### WHAT IS REQUIRED
Extract all of the entries and give them again, word for word.

--------------------------------

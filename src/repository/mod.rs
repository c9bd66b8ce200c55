//! One repository per entity.
//!
//! Each trait is a thin CRUD facade. Every read, update and delete takes
//! the caller's organization, and rows of other organizations behave as if
//! they did not exist. Create and update only accept payloads that passed
//! their schema.

pub mod inventory;
pub mod item_in_request;
pub mod request;
pub mod shop_item;
pub mod shop_item_category;
pub mod ticket;
pub mod ticket_conversation;
pub mod ticket_screenshot;

pub use inventory::{InventoryRepository, PgInventoryRepository};
pub use item_in_request::{ItemInRequestRepository, PgItemInRequestRepository};
pub use request::{PgRequestRepository, RequestRepository};
pub use shop_item::{PgShopItemRepository, ShopItemRepository};
pub use shop_item_category::{PgShopItemCategoryRepository, ShopItemCategoryRepository};
pub use ticket::{PgTicketRepository, TicketRepository};
pub use ticket_conversation::{PgTicketConversationRepository, TicketConversationRepository};
pub use ticket_screenshot::{PgTicketScreenshotRepository, TicketScreenshotRepository};

#[cfg(test)]
pub use inventory::MockInventoryRepository;
#[cfg(test)]
pub use item_in_request::MockItemInRequestRepository;
#[cfg(test)]
pub use request::MockRequestRepository;
#[cfg(test)]
pub use shop_item::MockShopItemRepository;
#[cfg(test)]
pub use shop_item_category::MockShopItemCategoryRepository;
#[cfg(test)]
pub use ticket::MockTicketRepository;
#[cfg(test)]
pub use ticket_conversation::MockTicketConversationRepository;
#[cfg(test)]
pub use ticket_screenshot::MockTicketScreenshotRepository;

--------------------------------

### RESULT OF THE EXERCISE
filename src/repository/mod.rs
repository c9bd66b8ce200c55
//! One repository per entity.
//!
//! Each trait is a thin CRUD facade. Every read, update and delete takes
//! the caller's organization, and rows of other organizations behave as if
//! they did not exist. Create and update only accept payloads that passed
//! their schema.

pub mod inventory;
pub mod item_in_request;
pub mod request;
pub mod shop_item;
pub mod shop_item_category;
pub mod ticket;
pub mod ticket_conversation;
pub mod ticket_screenshot;

pub use inventory::{InventoryRepository, PgInventoryRepository};
pub use item_in_request::{ItemInRequestRepository, PgItemInRequestRepository};
pub use request::{PgRequestRepository, RequestRepository};
pub use shop_item::{PgShopItemRepository, ShopItemRepository};
pub use shop_item_category::{PgShopItemCategoryRepository, ShopItemCategoryRepository};
pub use ticket::{PgTicketRepository, TicketRepository};
pub use ticket_conversation::{PgTicketConversationRepository, TicketConversationRepository};
pub use ticket_screenshot::{PgTicketScreenshotRepository, TicketScreenshotRepository};

#[cfg(test)]
pub use inventory::MockInventoryRepository;
#[cfg(test)]
pub use item_in_request::MockItemInRequestRepository;
#[cfg(test)]
pub use request::MockRequestRepository;
#[cfg(test)]
pub use shop_item::MockShopItemRepository;
#[cfg(test)]
pub use shop_item_category::MockShopItemCategoryRepository;
#[cfg(test)]
pub use ticket::MockTicketRepository;
#[cfg(test)]
pub use ticket_conversation::MockTicketConversationRepository;
#[cfg(test)]
pub use ticket_screenshot::MockTicketScreenshotRepository;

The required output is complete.